Although Friedmann found only one, there are in fact three different kinds of models that obey Friedmann’s two fundamental assumptions. In the first kind (which Friedmann found) the universe is expanding sufficiently slowly that the gravitational attraction between the different galaxies causes the expansion to slow down and eventually to stop. The galaxies then start to move toward each other and the universe contracts.
Figure 3:2
Figure 3:2 shows how the distance between two neighboring galaxies changes as time increases. It starts at zero, increases to a maximum, and then decreases to zero again. In the second kind of solution, the universe is expanding so rapidly that the gravitational attraction can never stop it, though it does slow it down a bit.
Figure 3:3
Figure 3:3 Shows the Separation between neighboring galaxies in this model. It starts at zero and eventually the galaxies are moving apart at a steady speed. Finally, there is a third kind of solution, in which the universe is expanding only just fast enough to avoid recollapse.
Figure 3:4
In this case the separation, shown in Figure 3:4, also starts at zero and increases forever. However, the speed at which the galaxies are moving apart gets smaller and smaller, although it never quite reaches zero.
A remarkable feature of the first kind of Friedmann model is that in it the universe is not infinite in space, but neither does space have any boundary. Gravity is so strong that space is bent round onto itself, making it rather like the surface of the earth. If one keeps traveling in a certain direction on the surface of the earth, one never comes up against an impassable barrier or falls over the edge, but eventually comes back to where one started.
In the first kind of Friedmann model, space is just like this, but with three dimensions instead of two for the earth’s surface. The fourth dimension, time, is also finite in extent, but it is like a line with two ends or boundaries, a beginning and an end. We shall see later that when one combines general relativity with the uncertainty principle of quantum mechanics, it is possible for both space and time to be finite without any edges or boundaries.
The idea that one could go right round the universe and end up where one started makes good science fiction, but it doesn’t have much practical significance, because it can be shown that the universe would recollapse to zero size before one could get round. You would need to travel faster than light in order to end up where you started before the universe came to an end – and that is not allowed!
In the first kind of Friedmann model, which expands and recollapses, space is bent in on itself, like the surface of the earth. It is therefore finite in extent. In the second kind of model, which expands forever, space is bent the other way, like the surface of a saddle. So in this case space is infinite. Finally, in the third kind of Friedmann model, with just the critical rate of expansion, space is flat (and therefore is also infinite).

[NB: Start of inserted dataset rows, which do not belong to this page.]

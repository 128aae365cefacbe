//! Converts panics raised by service code into internal failures.
//!
//! A process-wide panic hook is installed the first time a [`CaptureScope`]
//! is entered. While [`CaptureScope::call`] runs on the current thread the
//! hook records the panic message and location instead of printing them;
//! panics on other threads, or anywhere outside `call`, reach the previously
//! installed hook as usual.

use std::any::Any;
use std::cell::{Cell, RefCell};
use std::marker::PhantomData;
use std::panic::{self, AssertUnwindSafe, PanicHookInfo};
use std::sync::Once;

use crate::error::{InternalError, ServiceError};

static INSTALL_HOOK: Once = Once::new();

thread_local! {
    static CALL_DEPTH: Cell<usize> = const { Cell::new(0) };
    static LAST_PANIC: RefCell<Option<CapturedPanic>> = const { RefCell::new(None) };
}

struct CapturedPanic {
    message: String,
    location: Option<String>,
}

/// Turns panics raised inside [`CaptureScope::call`] into [`InternalError`]s.
///
/// Calls nest; a scope stays on the thread that entered it.
#[derive(Debug)]
pub struct CaptureScope {
    _not_send: PhantomData<*const ()>,
}

impl CaptureScope {
    /// Enters a capture scope on the current thread.
    #[must_use]
    pub fn enter() -> Self {
        INSTALL_HOOK.call_once(install_hook);
        Self {
            _not_send: PhantomData,
        }
    }

    /// Runs `operation`, turning a panic into an internal failure.
    ///
    /// # Errors
    ///
    /// Returns the operation's own failure, or an internal failure describing
    /// the panic.
    pub fn call<T>(
        &self,
        operation: impl FnOnce() -> Result<T, ServiceError>,
    ) -> Result<T, ServiceError> {
        CALL_DEPTH.with(|depth| depth.set(depth.get() + 1));
        let outcome = panic::catch_unwind(AssertUnwindSafe(operation));
        CALL_DEPTH.with(|depth| depth.set(depth.get().saturating_sub(1)));
        match outcome {
            Ok(result) => result,
            Err(payload) => Err(ServiceError::Internal(captured_failure(payload.as_ref()))),
        }
    }
}

fn install_hook() {
    let previous = panic::take_hook();
    panic::set_hook(Box::new(move |info: &PanicHookInfo<'_>| {
        if CALL_DEPTH.with(Cell::get) == 0 {
            previous(info);
            return;
        }
        let captured = CapturedPanic {
            message: payload_message(info.payload()),
            location: info.location().map(ToString::to_string),
        };
        LAST_PANIC.with(|slot| *slot.borrow_mut() = Some(captured));
    }));
}

fn captured_failure(payload: &(dyn Any + Send)) -> InternalError {
    let captured = LAST_PANIC.with(|slot| slot.borrow_mut().take());
    match captured {
        Some(CapturedPanic { message, location }) => {
            let error = InternalError::new(message);
            match location {
                Some(location) => error.with_frame(format!("panicked at {location}")),
                None => error,
            }
        }
        None => InternalError::new(payload_message(payload)),
    }
}

fn payload_message(payload: &(dyn Any + Send)) -> String {
    if let Some(message) = payload.downcast_ref::<&str>() {
        (*message).to_owned()
    } else if let Some(message) = payload.downcast_ref::<String>() {
        message.clone()
    } else {
        "service panicked".to_owned()
    }
}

But which Friedmann model describes our universe? Will the universe eventually stop expanding and start contracting, or will it expand forever? To answer this question we need to know the present rate of expansion of the universe and its present average density. If the density is less than a certain critical value, determined by the rate of expansion, the gravitational attraction will be too weak to halt the expansion. If the density is greater than the critical value, gravity will stop the expansion at some time in the future and cause the universe to recollapse.

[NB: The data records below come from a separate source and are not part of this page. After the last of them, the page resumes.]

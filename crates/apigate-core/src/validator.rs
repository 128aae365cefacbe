//! Method existence checks.

use crate::registry::ServiceRegistry;

/// Decides whether a method is part of a service's callable surface.
///
/// Only the names a service advertises through
/// [`Service::methods`](crate::service::Service::methods) are callable;
/// anything else a service happens to implement internally is not.
#[derive(Debug, Clone, Copy)]
pub struct MethodValidator<'a> {
    registry: &'a ServiceRegistry,
}

impl<'a> MethodValidator<'a> {
    /// Creates a validator over `registry`.
    #[must_use]
    pub const fn new(registry: &'a ServiceRegistry) -> Self {
        Self { registry }
    }

    /// Returns `true` when `namespace` exposes `method`, ignoring case.
    ///
    /// Unknown namespaces expose nothing.
    #[must_use]
    pub fn is_valid_method(&self, namespace: &str, method: &str) -> bool {
        self.registry
            .method_names(namespace)
            .is_some_and(|methods| methods.contains(&method.to_ascii_lowercase()))
    }
}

We can determine the present rate of expansion by measuring the velocities at which other galaxies are moving away from us, using the Doppler effect. This can be done very accurately. However, the distances to the galaxies are not very well known because we can only measure them indirectly. So all we know is that the universe is expanding by between 5 percent and 10 percent every thousand million years. However, our uncertainty about the present average density of the universe is even greater. If we add up the masses of all the stars that we can see in our galaxy and other galaxies, the total is less than one hundredth of the amount required to halt the expansion of the universe, even for the lowest estimate of the rate of expansion. Our galaxy and other galaxies, however, must contain a large amount of “dark matter” that we cannot see directly, but which we know must be there because of the influence of its gravitational attraction on the orbits of stars in the galaxies. Moreover, most galaxies are found in clusters, and we can similarly infer the presence of yet more dark matter in between the galaxies in these clusters by its effect on the motion of the galaxies. When we add up all this dark matter, we still get only about one tenth of the amount required to halt the expansion. However, we cannot exclude the possibility that there might be some other form of matter, distributed almost uniformly throughout the universe, that we have not yet detected and that might still raise the average density of the universe up to the critical value needed to halt the expansion. The present evidence therefore suggests that the universe will probably expand forever, but all we can really be sure of is that even if the universe is going to recollapse, it won’t do so for at least another ten thousand million years, since it has already been expanding for at least that long. This should not unduly worry us: by that time, unless we have colonized beyond the Solar System, mankind will long since have died out, extinguished along with our sun!